Flavoured Indian tea

Masala chai (/məˈsɑːlə tʃaɪ/; lit. 'mixed-spice tea') is a popular beverage originating from India. It is made by adding aromatic herbs and spices to chai, which is made from brewing black tea (usually crush, tear, curl) in milk and water, and sweetening with sugar, often using aeration techniques only performed by masters or "tevanas".

== Etymology ==
The term chai originated from the Chinese word for tea, cha via the Hindi chai (चाय). In English, this spiced tea is commonly referred to as chai tea, or simply chai. Originating in India, the beverage has gained worldwide popularity, becoming a feature in many coffee and teahouses, with many using the term chai latte or chai tea latte for their version to indicate that it is made with steamed milk, much like that used to make a latte but mixed with a spiced tea concentrate instead of espresso.

== History ==

The word for tea in most Indian languages is "chai" derived from the Chinese word cha. Tea however became a popular beverage introduced to India by the British. Tea plants have grown wild in the Assam region since antiquity, but historically, Indians viewed tea as an herbal medicine rather than as a recreational beverage.
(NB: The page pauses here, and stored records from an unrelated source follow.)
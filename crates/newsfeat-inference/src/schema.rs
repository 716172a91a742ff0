//! Validation gate for enrichment responses.
//!
//! A response either satisfies every rule here and becomes a typed
//! [`ExtractedFeatures`], or it is rejected with [`Error::Validation`]. Rejected
//! payloads are never persisted. Checks run in a fixed order: presence, types,
//! ranges, enums, institution entries, asset tokens.

use serde_json::{Map, Value};
use tracing::debug;

use newsfeat_core::{
    Asset, Error, ExpectationMatch, ExtractedFeatures, ImpactDirection, ImpactDuration,
    MarketDirection, Result, Sentiment, Tone, Urgency,
};

/// Every field the model must return.
pub const REQUIRED_FIELDS: [&str; 24] = [
    // Entities
    "unlu_isimler",
    "firmalar",
    "ulkeler",
    "kurumlar",
    // Classification
    "is_makroekonomi",
    "is_mikroekonomi",
    "alt_kategori",
    "guven_skoru_makro",
    // Event
    "olay_tipi",
    "etki_yonu",
    "etkilenen_varlik_sinifi",
    "piyasa_etki_tahmini",
    "etki_degeri_confidence",
    // Sentiment
    "duygu",
    "duygu_skoru",
    "ton",
    "aciliyet",
    // Surprise
    "surpriz_mi",
    "surpriz_confidence",
    // Temporal
    "etki_suresi",
    "gelecege_yonelik_mi",
    "gelecek_confidence",
    // Numeric
    "sayisal_degerler",
    "beklenti_karsilama",
];

const ARRAY_FIELDS: [&str; 5] = [
    "unlu_isimler",
    "firmalar",
    "ulkeler",
    "kurumlar",
    "etkilenen_varlik_sinifi",
];

const STRING_LIST_FIELDS: [&str; 3] = ["unlu_isimler", "firmalar", "ulkeler"];

const BOOLEAN_FIELDS: [&str; 4] = [
    "is_makroekonomi",
    "is_mikroekonomi",
    "surpriz_mi",
    "gelecege_yonelik_mi",
];

/// Scores that must lie in `[0, 1]`.
const SCORE_FIELDS: [&str; 5] = [
    "guven_skoru_makro",
    "duygu_skoru",
    "etki_degeri_confidence",
    "surpriz_confidence",
    "gelecek_confidence",
];

const STRING_FIELDS: [&str; 7] = [
    "olay_tipi",
    "etki_yonu",
    "duygu",
    "ton",
    "aciliyet",
    "etki_suresi",
    "beklenti_karsilama",
];

const OBJECT_FIELDS: [&str; 2] = ["piyasa_etki_tahmini", "sayisal_degerler"];

/// Highest valid `alt_kategori`.
pub const MAX_SUBCATEGORY: i64 = 13;

fn invalid(msg: impl Into<String>) -> Error {
    Error::Validation(msg.into())
}

fn type_name(value: &Value) -> &'static str {
    match value {
        Value::Null => "null",
        Value::Bool(_) => "boolean",
        Value::Number(n) if n.is_f64() => "float",
        Value::Number(_) => "integer",
        Value::String(_) => "string",
        Value::Array(_) => "list",
        Value::Object(_) => "object",
    }
}

/// Validate a decoded response and convert it to the typed record.
pub fn validate_features(value: &Value) -> Result<ExtractedFeatures> {
    let obj = value
        .as_object()
        .ok_or_else(|| invalid(format!("response must be an object, got {}", type_name(value))))?;

    check_presence(obj)?;
    check_types(obj)?;
    check_ranges(obj)?;
    check_enums(obj)?;
    check_institutions(obj)?;
    check_assets(obj)?;

    debug!(
        subsystem = "inference",
        component = "schema",
        "All validation checks passed"
    );

    serde_json::from_value(value.clone())
        .map_err(|e| invalid(format!("response does not match the feature record: {}", e)))
}

fn check_presence(obj: &Map<String, Value>) -> Result<()> {
    let missing: Vec<&str> = REQUIRED_FIELDS
        .iter()
        .copied()
        .filter(|f| !obj.contains_key(*f))
        .collect();
    if missing.is_empty() {
        Ok(())
    } else {
        Err(invalid(format!(
            "missing required fields: {}",
            missing.join(", ")
        )))
    }
}

fn check_types(obj: &Map<String, Value>) -> Result<()> {
    for field in ARRAY_FIELDS {
        if !obj[field].is_array() {
            return Err(invalid(format!(
                "'{}' must be a list, got {}",
                field,
                type_name(&obj[field])
            )));
        }
    }
    for field in STRING_LIST_FIELDS {
        if let Some(i) = obj[field]
            .as_array()
            .and_then(|items| items.iter().position(|v| !v.is_string()))
        {
            return Err(invalid(format!("{}[{}] must be a string", field, i)));
        }
    }
    for field in BOOLEAN_FIELDS {
        if !obj[field].is_boolean() {
            return Err(invalid(format!(
                "'{}' must be a boolean, got {}",
                field,
                type_name(&obj[field])
            )));
        }
    }
    for field in SCORE_FIELDS {
        if !obj[field].is_number() {
            return Err(invalid(format!(
                "'{}' must be numeric, got {}",
                field,
                type_name(&obj[field])
            )));
        }
    }
    if !(obj["alt_kategori"].is_i64() || obj["alt_kategori"].is_u64()) {
        return Err(invalid(format!(
            "'alt_kategori' must be an integer, got {}",
            type_name(&obj["alt_kategori"])
        )));
    }
    for field in STRING_FIELDS {
        if !obj[field].is_string() {
            return Err(invalid(format!(
                "'{}' must be a string, got {}",
                field,
                type_name(&obj[field])
            )));
        }
    }
    for field in OBJECT_FIELDS {
        if !obj[field].is_object() {
            return Err(invalid(format!(
                "'{}' must be an object, got {}",
                field,
                type_name(&obj[field])
            )));
        }
    }
    Ok(())
}

fn check_ranges(obj: &Map<String, Value>) -> Result<()> {
    for field in SCORE_FIELDS {
        let score = obj[field].as_f64().unwrap_or(f64::NAN);
        if !(0.0..=1.0).contains(&score) {
            return Err(invalid(format!(
                "'{}' must be between 0.00 and 1.00, got {}",
                field, obj[field]
            )));
        }
    }
    let in_range = obj["alt_kategori"]
        .as_i64()
        .is_some_and(|c| (0..=MAX_SUBCATEGORY).contains(&c));
    if !in_range {
        return Err(invalid(format!(
            "'alt_kategori' must be between 0 and {}, got {}",
            MAX_SUBCATEGORY, obj["alt_kategori"]
        )));
    }
    Ok(())
}

fn check_enum(
    obj: &Map<String, Value>,
    field: &str,
    is_allowed: fn(&str) -> bool,
    allowed: Vec<&'static str>,
) -> Result<()> {
    let value = obj[field].as_str().unwrap_or_default();
    if is_allowed(value) {
        Ok(())
    } else {
        Err(invalid(format!(
            "'{}' must be one of {:?}, got '{}'",
            field, allowed, value
        )))
    }
}

fn check_enums(obj: &Map<String, Value>) -> Result<()> {
    check_enum(
        obj,
        "etki_yonu",
        |v| ImpactDirection::parse(v).is_some(),
        ImpactDirection::wire_values(),
    )?;
    check_enum(
        obj,
        "duygu",
        |v| Sentiment::parse(v).is_some(),
        Sentiment::wire_values(),
    )?;
    check_enum(obj, "ton", |v| Tone::parse(v).is_some(), Tone::wire_values())?;
    check_enum(
        obj,
        "aciliyet",
        |v| Urgency::parse(v).is_some(),
        Urgency::wire_values(),
    )?;
    check_enum(
        obj,
        "etki_suresi",
        |v| ImpactDuration::parse(v).is_some(),
        ImpactDuration::wire_values(),
    )?;
    check_enum(
        obj,
        "beklenti_karsilama",
        |v| ExpectationMatch::parse(v).is_some(),
        ExpectationMatch::wire_values(),
    )
}

fn check_institutions(obj: &Map<String, Value>) -> Result<()> {
    let entries = obj["kurumlar"].as_array().map(Vec::as_slice).unwrap_or_default();
    for (i, entry) in entries.iter().enumerate() {
        let Some(entry) = entry.as_object() else {
            return Err(invalid(format!(
                "kurumlar[{}] must be an object, got {}",
                i,
                type_name(entry)
            )));
        };
        let (Some(name), Some(id)) = (entry.get("ad"), entry.get("id")) else {
            return Err(invalid(format!("kurumlar[{}] must contain 'ad' and 'id'", i)));
        };
        if !name.is_string() {
            return Err(invalid(format!("kurumlar[{}].ad must be a string", i)));
        }
        if !(id.is_i64() || id.is_u64()) {
            return Err(invalid(format!("kurumlar[{}].id must be an integer", i)));
        }
    }
    Ok(())
}

fn check_assets(obj: &Map<String, Value>) -> Result<()> {
    let allowed = Asset::wire_values();

    let listed = obj["etkilenen_varlik_sinifi"]
        .as_array()
        .map(Vec::as_slice)
        .unwrap_or_default();
    for asset in listed {
        if asset.as_str().and_then(Asset::parse).is_none() {
            return Err(invalid(format!(
                "invalid asset {} in 'etkilenen_varlik_sinifi', allowed: {:?}",
                asset, allowed
            )));
        }
    }

    if let Some(impact) = obj["piyasa_etki_tahmini"].as_object() {
        for (asset, direction) in impact {
            if Asset::parse(asset).is_none() {
                return Err(invalid(format!(
                    "invalid asset key '{}' in 'piyasa_etki_tahmini', allowed: {:?}",
                    asset, allowed
                )));
            }
            if direction.as_str().and_then(MarketDirection::parse).is_none() {
                return Err(invalid(format!(
                    "invalid value {} for 'piyasa_etki_tahmini[{}]', allowed: {:?}",
                    direction,
                    asset,
                    MarketDirection::wire_values()
                )));
            }
        }
    }
    Ok(())
}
In the 1830s, the British East India Company became concerned about the Chinese monopoly on tea, which constituted most of their trade and supported the enormous consumption of tea in Great Britain of around 1 lb per person per year. British colonists had recently noticed the existence of the Assamese tea plants and began to cultivate tea plantations locally. In 1870, over 90% of the tea consumed in Great Britain was still of Chinese origin, but by 1900, this had dropped to 10%, largely replaced by tea grown in India (50%) and Ceylon (33%).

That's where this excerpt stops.